**Problem to work on:**
The listing needs restating word for word.
Data listing section start
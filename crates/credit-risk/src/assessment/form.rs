use std::collections::BTreeMap;

use serde::{Deserialize, Serialize};
use tracing::debug;

use super::domain::{
    ApplicantProfile, Categorical, Education, EmploymentType, MaritalStatus, NumericField,
};

/// Value exactly as the presentation layer delivered it.
#[derive(Debug, Clone, PartialEq, Serialize, Deserialize)]
#[serde(untagged)]
pub enum RawInput {
    Number(f64),
    Text(String),
    /// `null` or an absent value.
    Empty,
    /// Any other JSON shape, such as a boolean or an object.
    Other(serde_json::Value),
}

impl RawInput {
    /// Coerces the input to a finite number. Unparseable or non-finite input becomes `0.0`.
    pub fn coerce(&self) -> f64 {
        let parsed = match self {
            RawInput::Number(value) => *value,
            RawInput::Text(text) => text.trim().parse::<f64>().unwrap_or(0.0),
            RawInput::Empty | RawInput::Other(_) => 0.0,
        };
        if parsed.is_finite() {
            parsed
        } else {
            0.0
        }
    }

    fn as_label(&self) -> String {
        match self {
            RawInput::Text(text) => text.clone(),
            RawInput::Number(value) => value.to_string(),
            RawInput::Empty => String::new(),
            RawInput::Other(value) => value.to_string(),
        }
    }
}

impl From<f64> for RawInput {
    fn from(value: f64) -> Self {
        RawInput::Number(value)
    }
}

impl From<&str> for RawInput {
    fn from(value: &str) -> Self {
        RawInput::Text(value.to_string())
    }
}

/// Raw form state keyed by field name.
#[derive(Debug, Clone, Default, PartialEq, Serialize, Deserialize)]
#[serde(transparent)]
pub struct ApplicantForm(pub BTreeMap<String, RawInput>);

impl ApplicantForm {
    pub fn set(&mut self, field: impl Into<String>, value: impl Into<RawInput>) {
        self.0.insert(field.into(), value.into());
    }

    /// Builds a profile, coercing missing numeric fields to `0` and missing categorical
    /// fields to an unrecognized empty label.
    pub fn into_profile(self) -> ApplicantProfile {
        let mut fields = self.0;
        let mut profile = ApplicantProfile::default();

        for field in NumericField::ALL {
            let value = fields
                .remove(field.key())
                .map(|raw| raw.coerce())
                .unwrap_or(0.0);
            profile.set_numeric(field, value);
        }

        profile.education = Education::parse(&take_label(&mut fields, Education::FIELD));
        profile.employment_type =
            EmploymentType::parse(&take_label(&mut fields, EmploymentType::FIELD));
        profile.marital_status =
            MaritalStatus::parse(&take_label(&mut fields, MaritalStatus::FIELD));

        for ignored in fields.keys() {
            debug!(field = %ignored, "ignoring unknown form field");
        }

        profile
    }
}

impl From<&ApplicantProfile> for ApplicantForm {
    fn from(profile: &ApplicantProfile) -> Self {
        let mut form = ApplicantForm::default();
        for field in NumericField::ALL {
            form.set(field.key(), profile.numeric(field));
        }
        form.set(Education::FIELD, profile.education.label());
        form.set(EmploymentType::FIELD, profile.employment_type.label());
        form.set(MaritalStatus::FIELD, profile.marital_status.label());
        form
    }
}

fn take_label(fields: &mut BTreeMap<String, RawInput>, key: &str) -> String {
    fields
        .remove(key)
        .map(|raw| raw.as_label())
        .unwrap_or_default()
}

/// Incremental edit event produced while a control is dragged.
#[derive(Debug, Clone, PartialEq, Serialize, Deserialize)]
pub struct FieldEdit {
    pub field: String,
    pub value: RawInput,
}

impl FieldEdit {
    pub fn new(field: impl Into<String>, value: impl Into<RawInput>) -> Self {
        Self {
            field: field.into(),
            value: value.into(),
        }
    }
}
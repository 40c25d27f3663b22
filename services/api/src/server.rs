use crate::cli::ServeArgs;
use crate::infra::AppState;
use crate::routes::with_service_routes;
use axum::Extension;
use axum_prometheus::PrometheusMetricLayer;
use credit_risk::assessment::{CreditAssessmentService, HttpPredictionClient};
use credit_risk::config::AppConfig;
use credit_risk::error::AppError;
use credit_risk::telemetry;
use std::sync::atomic::Ordering;
use std::sync::Arc;
use tracing::info;

pub(crate) async fn run(mut args: ServeArgs) -> Result<(), AppError> {
    let mut config = AppConfig::load()?;

    if let Some(host) = args.host.take() {
        config.server.host = host;
    }
    if let Some(port) = args.port.take() {
        config.server.port = port;
    }

    telemetry::init(&config.telemetry)?;

    let (prometheus_layer, prometheus_handle) = PrometheusMetricLayer::pair();
    let readiness_flag = Arc::new(std::sync::atomic::AtomicBool::new(false));
    let app_state = AppState {
        readiness: readiness_flag.clone(),
        metrics: Arc::new(prometheus_handle),
    };

    let gateway = Arc::new(HttpPredictionClient::new(&config.prediction));
    let assessment_service = Arc::new(CreditAssessmentService::new(gateway, config.simulation));

    let app = with_service_routes(assessment_service)
        .layer(Extension(app_state))
        .layer(prometheus_layer);

    let addr = config.server.socket_addr()?;
    let listener = tokio::net::TcpListener::bind(addr).await?;
    readiness_flag.store(true, Ordering::Release);

    info!(
        ?config.environment,
        %addr,
        prediction_service = %config.prediction.base_url,
        debounce_ms = config.simulation.debounce.as_millis() as u64,
        "credit risk assessor ready"
    );

    axum::serve(listener, app).await?;
    Ok(())
}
Data listing section end
**Result below:**
filename crates/credit-risk/src/assessment/form.rs
use std::collections::BTreeMap;

use serde::{Deserialize, Serialize};
use tracing::debug;

use super::domain::{
    ApplicantProfile, Categorical, Education, EmploymentType, MaritalStatus, NumericField,
};

/// Value exactly as the presentation layer delivered it.
#[derive(Debug, Clone, PartialEq, Serialize, Deserialize)]
#[serde(untagged)]
pub enum RawInput {
    Number(f64),
    Text(String),
    /// `null` or an absent value.
    Empty,
    /// Any other JSON shape, such as a boolean or an object.
    Other(serde_json::Value),
}

impl RawInput {
    /// Coerces the input to a finite number. Unparseable or non-finite input becomes `0.0`.
    pub fn coerce(&self) -> f64 {
        let parsed = match self {
            RawInput::Number(value) => *value,
            RawInput::Text(text) => text.trim().parse::<f64>().unwrap_or(0.0),
            RawInput::Empty | RawInput::Other(_) => 0.0,
        };
        if parsed.is_finite() {
            parsed
        } else {
            0.0
        }
    }

    fn as_label(&self) -> String {
        match self {
            RawInput::Text(text) => text.clone(),
            RawInput::Number(value) => value.to_string(),
            RawInput::Empty => String::new(),
            RawInput::Other(value) => value.to_string(),
        }
    }
}

impl From<f64> for RawInput {
    fn from(value: f64) -> Self {
        RawInput::Number(value)
    }
}

impl From<&str> for RawInput {
    fn from(value: &str) -> Self {
        RawInput::Text(value.to_string())
    }
}

/// Raw form state keyed by field name.
#[derive(Debug, Clone, Default, PartialEq, Serialize, Deserialize)]
#[serde(transparent)]
pub struct ApplicantForm(pub BTreeMap<String, RawInput>);

impl ApplicantForm {
    pub fn set(&mut self, field: impl Into<String>, value: impl Into<RawInput>) {
        self.0.insert(field.into(), value.into());
    }

    /// Builds a profile, coercing missing numeric fields to `0` and missing categorical
    /// fields to an unrecognized empty label.
    pub fn into_profile(self) -> ApplicantProfile {
        let mut fields = self.0;
        let mut profile = ApplicantProfile::default();

        for field in NumericField::ALL {
            let value = fields
                .remove(field.key())
                .map(|raw| raw.coerce())
                .unwrap_or(0.0);
            profile.set_numeric(field, value);
        }

        profile.education = Education::parse(&take_label(&mut fields, Education::FIELD));
        profile.employment_type =
            EmploymentType::parse(&take_label(&mut fields, EmploymentType::FIELD));
        profile.marital_status =
            MaritalStatus::parse(&take_label(&mut fields, MaritalStatus::FIELD));

        for ignored in fields.keys() {
            debug!(field = %ignored, "ignoring unknown form field");
        }

        profile
    }
}

impl From<&ApplicantProfile> for ApplicantForm {
    fn from(profile: &ApplicantProfile) -> Self {
        let mut form = ApplicantForm::default();
        for field in NumericField::ALL {
            form.set(field.key(), profile.numeric(field));
        }
        form.set(Education::FIELD, profile.education.label());
        form.set(EmploymentType::FIELD, profile.employment_type.label());
        form.set(MaritalStatus::FIELD, profile.marital_status.label());
        form
    }
}

fn take_label(fields: &mut BTreeMap<String, RawInput>, key: &str) -> String {
    fields
        .remove(key)
        .map(|raw| raw.as_label())
        .unwrap_or_default()
}

/// Incremental edit event produced while a control is dragged.
#[derive(Debug, Clone, PartialEq, Serialize, Deserialize)]
pub struct FieldEdit {
    pub field: String,
    pub value: RawInput,
}

impl FieldEdit {
    pub fn new(field: impl Into<String>, value: impl Into<RawInput>) -> Self {
        Self {
            field: field.into(),
            value: value.into(),
        }
    }
}
repository 40c25d27f3663b22
filename services/api/src/server.rs
use crate::cli::ServeArgs;
use crate::infra::AppState;
use crate::routes::with_service_routes;
use axum::Extension;
use axum_prometheus::PrometheusMetricLayer;
use credit_risk::assessment::{CreditAssessmentService, HttpPredictionClient};
use credit_risk::config::AppConfig;
use credit_risk::error::AppError;
use credit_risk::telemetry;
use std::sync::atomic::Ordering;
use std::sync::Arc;
use tracing::info;

pub(crate) async fn run(mut args: ServeArgs) -> Result<(), AppError> {
    let mut config = AppConfig::load()?;

    if let Some(host) = args.host.take() {
        config.server.host = host;
    }
    if let Some(port) = args.port.take() {
        config.server.port = port;
    }

    telemetry::init(&config.telemetry)?;

    let (prometheus_layer, prometheus_handle) = PrometheusMetricLayer::pair();
    let readiness_flag = Arc::new(std::sync::atomic::AtomicBool::new(false));
    let app_state = AppState {
        readiness: readiness_flag.clone(),
        metrics: Arc::new(prometheus_handle),
    };

    let gateway = Arc::new(HttpPredictionClient::new(&config.prediction));
    let assessment_service = Arc::new(CreditAssessmentService::new(gateway, config.simulation));

    let app = with_service_routes(assessment_service)
        .layer(Extension(app_state))
        .layer(prometheus_layer);

    let addr = config.server.socket_addr()?;
    let listener = tokio::net::TcpListener::bind(addr).await?;
    readiness_flag.store(true, Ordering::Release);

    info!(
        ?config.environment,
        %addr,
        prediction_service = %config.prediction.base_url,
        debounce_ms = config.simulation.debounce.as_millis() as u64,
        "credit risk assessor ready"
    );

    axum::serve(listener, app).await?;
    Ok(())
}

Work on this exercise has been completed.